= Lyn March =

Rheumatologist

Lynette (Lyn) March AM is an Australian rheumatologist and clinical epidemiologist. She is Liggins Professor of Rheumatology and Musculoskeletal Epidemiology in the Faculty of Medicine and Health at the University of Sydney, Australia.

== Education and career ==
March graduated as a rheumatologist. She is a professor of rheumatology at the University of Sydney and the Kolling Institute, and head of the Department of Rheumatology at Royal North Shore Hospital.

== Medical research ==
March has worked on inflammatory arthritis, evidence based guidelines, and measuring the burden of musculoskeletal disorders.
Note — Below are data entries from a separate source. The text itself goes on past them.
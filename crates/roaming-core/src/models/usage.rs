//! Usage summary (UDR) model
//!
//! Usage summaries are derived on demand from call records and never stored.

use serde::{Deserialize, Serialize};

use super::cdr::{CallDirection, Cdr};

/// Total incoming/outgoing call seconds of one subscriber over a window
#[derive(Debug, Clone, PartialEq, Eq, Serialize, Deserialize)]
pub struct UsageSummary {
    /// Subscriber number the summary belongs to
    pub msisdn: String,

    /// Sum of `INCOMING` call durations in seconds
    pub incoming_seconds: i64,

    /// Sum of `OUTGOING` call durations in seconds
    pub outgoing_seconds: i64,
}

impl UsageSummary {
    /// Create a zeroed summary
    pub fn empty(msisdn: impl Into<String>) -> Self {
        Self {
            msisdn: msisdn.into(),
            incoming_seconds: 0,
            outgoing_seconds: 0,
        }
    }

    /// Add a record's duration to the bucket selected by its direction tag
    pub fn add(&mut self, cdr: &Cdr) {
        let seconds = cdr.duration_seconds();
        match cdr.direction {
            CallDirection::Outgoing => self.outgoing_seconds += seconds,
            CallDirection::Incoming => self.incoming_seconds += seconds,
        }
    }

    /// Formatted incoming total
    pub fn incoming_call(&self) -> CallDuration {
        CallDuration::from_seconds(self.incoming_seconds)
    }

    /// Formatted outgoing total
    pub fn outgoing_call(&self) -> CallDuration {
        CallDuration::from_seconds(self.outgoing_seconds)
    }
}

/// Call time total rendered as `HH:MM:SS`
#[derive(Debug, Clone, PartialEq, Eq, Serialize, Deserialize)]
#[serde(rename_all = "camelCase")]
pub struct CallDuration {
    pub total_time: String,
}

impl CallDuration {
    pub fn from_seconds(total_seconds: i64) -> Self {
        Self {
            total_time: format_duration(total_seconds),
        }
    }
}

/// Format a number of seconds as zero-padded `HH:MM:SS`
///
/// Hours are not wrapped at 24. Negative input is treated as zero.
pub fn format_duration(total_seconds: i64) -> String {
    let total = total_seconds.max(0);
    let hours = total / 3600;
    let minutes = (total % 3600) / 60;
    let seconds = total % 60;
    format!("{:02}:{:02}:{:02}", hours, minutes, seconds)
}

#[cfg(test)]
mod tests {
    use super::*;
    use chrono::{Duration, TimeZone, Utc};

    #[test]
    fn test_format_duration() {
        assert_eq!(format_duration(3661), "01:01:01");
        assert_eq!(format_duration(0), "00:00:00");
        assert_eq!(format_duration(59), "00:00:59");
    }

    #[test]
    fn test_format_duration_no_day_wraparound() {
        assert_eq!(format_duration(3600 * 25), "25:00:00");
        assert_eq!(format_duration(3600 * 100 + 61), "100:01:01");
    }

    #[test]
    fn test_summary_buckets_by_direction() {
        let start = Utc.with_ymd_and_hms(2025, 2, 1, 8, 0, 0).unwrap();
        let outgoing = Cdr::new(
            CallDirection::Outgoing,
            "A",
            "B",
            start,
            start + Duration::seconds(300),
        );
        let incoming = Cdr::new(
            CallDirection::Incoming,
            "B",
            "A",
            start + Duration::hours(1),
            start + Duration::hours(1) + Duration::seconds(120),
        );

        let mut summary = UsageSummary::empty("A");
        summary.add(&outgoing);
        summary.add(&incoming);

        assert_eq!(summary.outgoing_seconds, 300);
        assert_eq!(summary.incoming_seconds, 120);
        assert_eq!(summary.outgoing_call().total_time, "00:05:00");
        assert_eq!(summary.incoming_call().total_time, "00:02:00");
    }

    #[test]
    fn test_call_duration_json_shape() {
        let json = serde_json::to_value(CallDuration::from_seconds(3661)).unwrap();
        assert_eq!(json["totalTime"], "01:01:01");
    }
}
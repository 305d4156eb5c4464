//! Unified error handling for the roaming CDR service
//!
//! This module provides the error type shared by the record store, the
//! generation and aggregation services and the HTTP layer, with automatic
//! HTTP response mapping.

use actix_web::{http::StatusCode, HttpResponse, ResponseError};
use serde_json::json;
use thiserror::Error;

/// Main application error type
///
/// All errors in the application should be converted to this type.
/// It implements `ResponseError` for automatic HTTP response generation.
#[derive(Error, Debug)]
pub enum AppError {
    // ==================== Database Errors ====================
    #[error("Database error: {0}")]
    Database(String),

    #[error("Database pool error: {0}")]
    Pool(String),

    #[error("Transaction failed: {0}")]
    Transaction(String),

    // ==================== Generation Errors ====================
    /// Generation cannot proceed (empty or insufficient subscriber
    /// population, unusable settings)
    #[error("Configuration error: {0}")]
    Configuration(String),

    // ==================== Validation Errors ====================
    #[error("Validation error: {0}")]
    Validation(String),

    #[error("Invalid input: {0}")]
    InvalidInput(String),

    // ==================== Resource Errors ====================
    #[error("Not found: {0}")]
    NotFound(String),

    #[error("Conflict: {0}")]
    Conflict(String),

    // ==================== Internal Errors ====================
    #[error("Internal error: {0}")]
    Internal(String),

    #[error("Serialization error: {0}")]
    Serialization(String),
}

impl AppError {
    /// Returns the HTTP status code for this error
    pub fn status_code(&self) -> StatusCode {
        match self {
            // 400 Bad Request
            AppError::Validation(_) | AppError::InvalidInput(_) => StatusCode::BAD_REQUEST,

            // 404 Not Found
            AppError::NotFound(_) => StatusCode::NOT_FOUND,

            // 409 Conflict
            AppError::Conflict(_) => StatusCode::CONFLICT,

            // 500 Internal Server Error
            _ => StatusCode::INTERNAL_SERVER_ERROR,
        }
    }

    /// Returns the error code for API responses
    pub fn error_code(&self) -> &'static str {
        match self {
            AppError::Database(_) => "database_error",
            AppError::Pool(_) => "pool_error",
            AppError::Transaction(_) => "transaction_error",
            AppError::Configuration(_) => "configuration_error",
            AppError::Validation(_) => "validation_error",
            AppError::InvalidInput(_) => "invalid_input",
            AppError::NotFound(_) => "not_found",
            AppError::Conflict(_) => "conflict",
            AppError::Internal(_) => "internal_error",
            AppError::Serialization(_) => "serialization_error",
        }
    }

    /// True for failures of the record store itself
    pub fn is_persistence(&self) -> bool {
        matches!(
            self,
            AppError::Database(_) | AppError::Pool(_) | AppError::Transaction(_)
        )
    }
}

impl ResponseError for AppError {
    fn status_code(&self) -> StatusCode {
        AppError::status_code(self)
    }

    fn error_response(&self) -> HttpResponse {
        let status = self.status_code();
        let body = json!({
            "error": self.error_code(),
            "message": self.to_string(),
            "status": status.as_u16(),
        });

        HttpResponse::build(status).json(body)
    }
}

// ==================== From implementations ====================

impl From<serde_json::Error> for AppError {
    fn from(err: serde_json::Error) -> Self {
        AppError::Serialization(err.to_string())
    }
}

impl From<std::io::Error> for AppError {
    fn from(err: std::io::Error) -> Self {
        AppError::Internal(err.to_string())
    }
}

impl From<config::ConfigError> for AppError {
    fn from(err: config::ConfigError) -> Self {
        AppError::Configuration(err.to_string())
    }
}

impl From<validator::ValidationErrors> for AppError {
    fn from(err: validator::ValidationErrors) -> Self {
        AppError::Validation(err.to_string())
    }
}
//! Usage (UDR) DTOs

use roaming_core::models::{CallDuration, UsageSummary};
use serde::{Deserialize, Serialize};
use validator::Validate;

/// Query parameters for a single subscriber's usage
#[derive(Debug, Clone, Default, Deserialize, Validate)]
pub struct MonthParams {
    /// Month in `yyyy-MM` format; the last year when absent
    #[validate(length(equal = 7, message = "month must use the yyyy-MM format"))]
    pub month: Option<String>,
}

/// Query parameters for the usage of every subscriber
#[derive(Debug, Clone, Deserialize, Validate)]
pub struct AllUsageParams {
    /// Month in `yyyy-MM` format
    #[validate(length(equal = 7, message = "month must use the yyyy-MM format"))]
    pub month: String,
}

/// Usage report of one subscriber
///
/// Keeps the field names existing clients read, including `outcomingCall`.
#[derive(Debug, Clone, PartialEq, Eq, Serialize, Deserialize)]
#[serde(rename_all = "camelCase")]
pub struct UsageResponse {
    pub msisdn: String,
    pub incoming_call: CallDuration,
    #[serde(rename = "outcomingCall")]
    pub outgoing_call: CallDuration,
    pub incoming_seconds: i64,
    pub outgoing_seconds: i64,
}

impl From<UsageSummary> for UsageResponse {
    fn from(summary: UsageSummary) -> Self {
        Self {
            incoming_call: summary.incoming_call(),
            outgoing_call: summary.outgoing_call(),
            incoming_seconds: summary.incoming_seconds,
            outgoing_seconds: summary.outgoing_seconds,
            msisdn: summary.msisdn,
        }
    }
}
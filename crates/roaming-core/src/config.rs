//! Application configuration
//!
//! This module provides centralized configuration management using the `config` crate.
//! Configuration can be loaded from environment variables and config files.

use config::{Config, ConfigError, Environment, File};
use serde::Deserialize;
use std::env;

/// Subscriber numbers seeded into an empty directory
pub const DEFAULT_MSISDNS: [&str; 10] = [
    "79991112233",
    "79992221122",
    "79993332211",
    "79994443322",
    "79995554433",
    "79996665544",
    "79997776655",
    "79998887766",
    "79999998877",
    "79990009988",
];

/// Main application configuration
#[derive(Debug, Deserialize, Clone)]
pub struct AppConfig {
    pub server: ServerConfig,
    pub database: DatabaseConfig,
    #[serde(default)]
    pub generator: GeneratorConfig,
    #[serde(default)]
    pub directory: DirectoryConfig,
    #[serde(default)]
    pub reports: ReportsConfig,
}

/// HTTP server configuration
#[derive(Debug, Deserialize, Clone)]
pub struct ServerConfig {
    /// Server host address
    #[serde(default = "default_host")]
    pub host: String,

    /// Server port
    #[serde(default = "default_port")]
    pub port: u16,

    /// Number of worker threads
    #[serde(default = "default_workers")]
    pub workers: usize,

    /// Comma separated list of allowed CORS origins
    #[serde(default = "default_cors_origins")]
    pub cors_origins: String,
}

fn default_host() -> String {
    "0.0.0.0".to_string()
}

fn default_port() -> u16 {
    8080
}

fn default_workers() -> usize {
    num_cpus::get()
}

fn default_cors_origins() -> String {
    "http://localhost:3000,http://127.0.0.1:3000".to_string()
}

/// Record store backend
#[derive(Debug, Deserialize, Clone, Copy, PartialEq, Eq, Default)]
#[serde(rename_all = "lowercase")]
pub enum StorageBackend {
    /// PostgreSQL through sqlx
    #[default]
    Postgres,
    /// Process-local store, lost on restart
    Memory,
}

/// Database configuration
#[derive(Debug, Deserialize, Clone)]
pub struct DatabaseConfig {
    /// Which record store to use
    #[serde(default)]
    pub backend: StorageBackend,

    /// PostgreSQL connection URL (unused by the memory backend)
    #[serde(default)]
    pub url: String,

    /// Maximum number of connections in the pool
    #[serde(default = "default_max_connections")]
    pub max_connections: u32,

    /// Apply embedded migrations at startup
    #[serde(default = "default_true")]
    pub run_migrations: bool,
}

fn default_max_connections() -> u32 {
    10
}

fn default_true() -> bool {
    true
}

/// Call record generation settings
#[derive(Debug, Deserialize, Clone)]
pub struct GeneratorConfig {
    /// Generate a year of records when the process starts
    #[serde(default = "default_true")]
    pub run_on_startup: bool,

    /// Records per persisted batch
    #[serde(default = "default_batch_size")]
    pub batch_size: usize,

    /// Mean gap between call attempts in seconds
    #[serde(default = "default_mean_interval")]
    pub mean_interval_secs: f64,

    /// Mean call length in seconds
    #[serde(default = "default_mean_duration")]
    pub mean_duration_secs: f64,

    /// Length of the generated history in calendar months
    #[serde(default = "default_window_months")]
    pub window_months: u32,

    /// Fixed RNG seed for reproducible runs
    #[serde(default)]
    pub seed: Option<u64>,
}

fn default_batch_size() -> usize {
    100
}

fn default_mean_interval() -> f64 {
    3600.0
}

fn default_mean_duration() -> f64 {
    600.0
}

fn default_window_months() -> u32 {
    12
}

impl Default for GeneratorConfig {
    fn default() -> Self {
        Self {
            run_on_startup: true,
            batch_size: default_batch_size(),
            mean_interval_secs: default_mean_interval(),
            mean_duration_secs: default_mean_duration(),
            window_months: default_window_months(),
            seed: None,
        }
    }
}

/// Subscriber directory settings
#[derive(Debug, Deserialize, Clone)]
pub struct DirectoryConfig {
    /// Numbers inserted when the directory is empty
    #[serde(default = "default_seed_msisdns")]
    pub seed_msisdns: Vec<String>,
}

fn default_seed_msisdns() -> Vec<String> {
    DEFAULT_MSISDNS.iter().map(|s| s.to_string()).collect()
}

impl Default for DirectoryConfig {
    fn default() -> Self {
        Self {
            seed_msisdns: default_seed_msisdns(),
        }
    }
}

/// CSV report output settings
#[derive(Debug, Deserialize, Clone)]
pub struct ReportsConfig {
    /// Directory CSV reports are written to
    #[serde(default = "default_reports_dir")]
    pub dir: String,
}

fn default_reports_dir() -> String {
    "reports".to_string()
}

impl Default for ReportsConfig {
    fn default() -> Self {
        Self {
            dir: default_reports_dir(),
        }
    }
}

impl AppConfig {
    /// Load configuration from environment and optional config file
    pub fn load() -> Result<Self, ConfigError> {
        dotenvy::dotenv().ok();

        let run_mode = env::var("RUN_MODE").unwrap_or_else(|_| "development".to_string());

        let config = Config::builder()
            // Start with default values
            .set_default("server.host", "0.0.0.0")?
            .set_default("server.port", 8080)?
            .set_default("server.workers", num_cpus::get() as i64)?
            .set_default("database.backend", "postgres")?
            .set_default("database.url", "")?
            .set_default("database.max_connections", 10)?
            .set_default("database.run_migrations", true)?
            .set_default("generator.run_on_startup", true)?
            .set_default("generator.batch_size", 100)?
            .set_default("generator.mean_interval_secs", 3600.0)?
            .set_default("generator.mean_duration_secs", 600.0)?
            .set_default("generator.window_months", 12)?
            .set_default("reports.dir", "reports")?
            // Load config file if exists
            .add_source(File::with_name("config/default").required(false))
            .add_source(File::with_name(&format!("config/{}", run_mode)).required(false))
            // Load from environment variables with ROAMING_ prefix
            .add_source(
                Environment::with_prefix("ROAMING")
                    .separator("__")
                    .list_separator(",")
                    .with_list_parse_key("directory.seed_msisdns")
                    .try_parsing(true),
            )
            .build()?;

        config.try_deserialize()
    }

    /// Load configuration from a specific file
    pub fn from_file(path: &str) -> Result<Self, ConfigError> {
        let config = Config::builder()
            .add_source(File::with_name(path))
            .add_source(Environment::with_prefix("ROAMING").separator("__"))
            .build()?;

        config.try_deserialize()
    }

    /// Get the server bind address
    pub fn server_addr(&self) -> String {
        format!("{}:{}", self.server.host, self.server.port)
    }
}

#[cfg(test)]
mod tests {
    use super::*;

    #[test]
    fn test_default_generator_config() {
        let config = GeneratorConfig::default();
        assert_eq!(config.batch_size, 100);
        assert_eq!(config.mean_interval_secs, 3600.0);
        assert_eq!(config.mean_duration_secs, 600.0);
        assert_eq!(config.window_months, 12);
        assert!(config.seed.is_none());
    }

    #[test]
    fn test_default_directory() {
        let config = DirectoryConfig::default();
        assert_eq!(config.seed_msisdns.len(), 10);
        assert_eq!(config.seed_msisdns[0], "79991112233");
    }

    #[test]
    fn test_storage_backend_deserialize() {
        let backend: StorageBackend = serde_json::from_str("\"memory\"").unwrap();
        assert_eq!(backend, StorageBackend::Memory);
        assert_eq!(StorageBackend::default(), StorageBackend::Postgres);
    }
}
Her research interests include inflammatory arthritis clinical trials, patient reported outcomes, patient registries, biobanking (Australian Arthritis and Autoimmune Biobank Collective Principal Investigator), osteoporosis refracture prevention, burden of musculoskeletal disease; Global Musculoskeletal Health Alliance, and longitudinal rheumatoid arthritis studies.

== Awards and recognition ==
March was appointed as a member of the Order of Australia in the 2017 Australia Day Honours "(f)or significant service to medicine in the areas of rheumatology and clinical epidemiology, as an academic, researcher and clinician." In 2022, March received the Australian Rheumatology Association Distinguished Service Medal. In 2023, March received the Asia Pacific League of Associations for Rheumatology (APLAR) Master Award.

== Works ==
Australian Acute Musculoskeletal Pain Guidelines Group (2004). Evidence-based management of acute musculoskeletal pain: a guide for clinicians.